(GIVEN RECORDS)

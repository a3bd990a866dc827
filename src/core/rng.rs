//! Injectable random source for question selection.
//!
//! ## Key Features
//!
//! - **Deterministic**: Same seed produces identical question sequence
//! - **Serializable**: O(1) state capture and restore
//!
//! ```
//! use candy_quest::core::QuizRng;
//!
//! let mut a = QuizRng::new(7);
//! let mut b = QuizRng::new(7);
//! assert_eq!(a.gen_range_usize(0..100), b.gen_range_usize(0..100));
//! ```

use rand::{Rng, SeedableRng};
use rand_chacha::ChaCha8Rng;
use serde::{Deserialize, Serialize};

/// Seeded RNG owned by a session.
///
/// Uses ChaCha8 so a recorded seed and word position replay exactly.
#[derive(Clone, Debug)]
pub struct QuizRng {
    inner: ChaCha8Rng,
    seed: u64,
}

impl QuizRng {
    /// Create a new RNG with the given seed.
    #[must_use]
    pub fn new(seed: u64) -> Self {
        Self {
            inner: ChaCha8Rng::seed_from_u64(seed),
            seed,
        }
    }

    /// Create an RNG seeded from the thread-local generator.
    ///
    /// The chosen seed is still recorded, so `state()` can replay it.
    #[must_use]
    pub fn from_random_seed() -> Self {
        Self::new(rand::random())
    }

    /// The seed this stream started from.
    #[must_use]
    pub fn seed(&self) -> u64 {
        self.seed
    }

    /// Generate a random usize in the given range.
    pub fn gen_range_usize(&mut self, range: std::ops::Range<usize>) -> usize {
        self.inner.gen_range(range)
    }

    /// Choose a random element from a slice.
    #[must_use]
    pub fn choose<'a, T>(&mut self, slice: &'a [T]) -> Option<&'a T> {
        use rand::seq::SliceRandom;
        slice.choose(&mut self.inner)
    }

    /// Get the current state for serialization.
    #[must_use]
    pub fn state(&self) -> QuizRngState {
        QuizRngState {
            seed: self.seed,
            word_pos: self.inner.get_word_pos(),
        }
    }

    /// Restore from a saved state.
    #[must_use]
    pub fn from_state(state: &QuizRngState) -> Self {
        let mut inner = ChaCha8Rng::seed_from_u64(state.seed);
        inner.set_word_pos(state.word_pos);
        Self {
            inner,
            seed: state.seed,
        }
    }
}

/// Serializable RNG state for replaying a session's question draws.
#[derive(Clone, Debug, PartialEq, Eq, Serialize, Deserialize)]
pub struct QuizRngState {
    /// Original seed
    pub seed: u64,
    /// ChaCha8 word position (128-bit counter)
    pub word_pos: u128,
}
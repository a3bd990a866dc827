//! Answer grading.
//!
//! Grading is a strict literal match: the submission is trimmed and compared
//! case-insensitively with the canonical answer. Two queries that return the
//! same rows but are written differently are graded as wrong.

use log::debug;

use super::question::Question;

/// True iff `submitted`, trimmed, equals the canonical answer ignoring case.
#[must_use]
pub fn grade_answer(question: &Question, submitted: &str) -> bool {
    let correct = normalize(submitted) == question.canonical_answer.to_lowercase();
    debug!(
        "graded answer for {:?}: {}",
        question.prompt,
        if correct { "correct" } else { "incorrect" }
    );
    correct
}

fn normalize(text: &str) -> String {
    text.trim().to_lowercase()
}

#[cfg(test)]
mod tests {
    use super::*;
    use crate::quiz::Difficulty;

    fn candyland() -> Question {
        Question::new(
            "Find all candy shops in 'Candyland'.",
            "SELECT * FROM candy_shops WHERE location = 'Candyland';",
            Difficulty::Easy,
        )
    }

    #[test]
    fn test_exact_match() {
        let q = candyland();
        assert!(grade_answer(&q, "SELECT * FROM candy_shops WHERE location = 'Candyland';"));
    }

    #[test]
    fn test_case_and_outer_whitespace_ignored() {
        let q = candyland();
        assert!(grade_answer(
            &q,
            "  select * from candy_shops where location = 'candyland';  "
        ));
        assert!(grade_answer(
            &q,
            "\n\tSELECT * FROM CANDY_SHOPS WHERE LOCATION = 'CANDYLAND';\n"
        ));
    }

    #[test]
    fn test_inner_whitespace_matters() {
        let q = candyland();
        assert!(!grade_answer(&q, "SELECT *  FROM candy_shops WHERE location = 'Candyland';"));
    }

    #[test]
    fn test_equivalent_sql_is_rejected() {
        let q = candyland();
        assert!(!grade_answer(&q, "SELECT * FROM candy_shops WHERE location = 'Candyland'"));
        assert!(!grade_answer(&q, "SELECT * FROM candy_shops WHERE 'Candyland' = location;"));
    }

    #[test]
    fn test_empty_submission() {
        assert!(!grade_answer(&candyland(), "   "));
    }
}
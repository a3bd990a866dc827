//! Quiz bank, question selection and answer grading.
//!
//! ## Components
//!
//! - `Question` / `Difficulty`: Immutable prompt and reference answer
//! - `QuizBank`: Questions keyed by difficulty, random draw via `QuizRng`
//! - `grade_answer`: Strict trimmed, case-insensitive literal match
//! - `schema`: The candy tables the built-in questions query

pub mod bank;
pub mod grading;
pub mod question;
pub mod schema;

pub use bank::QuizBank;
pub use grading::grade_answer;
pub use question::{Difficulty, Question};
pub use schema::describe_schema;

(End GIVEN RECORDS)

Please output only the lines from the first line of the entries through the line with "session's question draws.", both included, exactly as written.

_SOLUTION TO THIS EXERCISE_.
repository a3bd990a866dc827
filename src/core/rng.rs
//! Injectable random source for question selection.
//!
//! ## Key Features
//!
//! - **Deterministic**: Same seed produces identical question sequence
//! - **Serializable**: O(1) state capture and restore
//!
//! ```
//! use candy_quest::core::QuizRng;
//!
//! let mut a = QuizRng::new(7);
//! let mut b = QuizRng::new(7);
//! assert_eq!(a.gen_range_usize(0..100), b.gen_range_usize(0..100));
//! ```

use rand::{Rng, SeedableRng};
use rand_chacha::ChaCha8Rng;
use serde::{Deserialize, Serialize};

/// Seeded RNG owned by a session.
///
/// Uses ChaCha8 so a recorded seed and word position replay exactly.
#[derive(Clone, Debug)]
pub struct QuizRng {
    inner: ChaCha8Rng,
    seed: u64,
}

impl QuizRng {
    /// Create a new RNG with the given seed.
    #[must_use]
    pub fn new(seed: u64) -> Self {
        Self {
            inner: ChaCha8Rng::seed_from_u64(seed),
            seed,
        }
    }

    /// Create an RNG seeded from the thread-local generator.
    ///
    /// The chosen seed is still recorded, so `state()` can replay it.
    #[must_use]
    pub fn from_random_seed() -> Self {
        Self::new(rand::random())
    }

    /// The seed this stream started from.
    #[must_use]
    pub fn seed(&self) -> u64 {
        self.seed
    }

    /// Generate a random usize in the given range.
    pub fn gen_range_usize(&mut self, range: std::ops::Range<usize>) -> usize {
        self.inner.gen_range(range)
    }

    /// Choose a random element from a slice.
    #[must_use]
    pub fn choose<'a, T>(&mut self, slice: &'a [T]) -> Option<&'a T> {
        use rand::seq::SliceRandom;
        slice.choose(&mut self.inner)
    }

    /// Get the current state for serialization.
    #[must_use]
    pub fn state(&self) -> QuizRngState {
        QuizRngState {
            seed: self.seed,
            word_pos: self.inner.get_word_pos(),
        }
    }

    /// Restore from a saved state.
    #[must_use]
    pub fn from_state(state: &QuizRngState) -> Self {
        let mut inner = ChaCha8Rng::seed_from_u64(state.seed);
        inner.set_word_pos(state.word_pos);
        Self {
            inner,
            seed: state.seed,
        }
    }
}

/// Serializable RNG state for replaying a session's question draws.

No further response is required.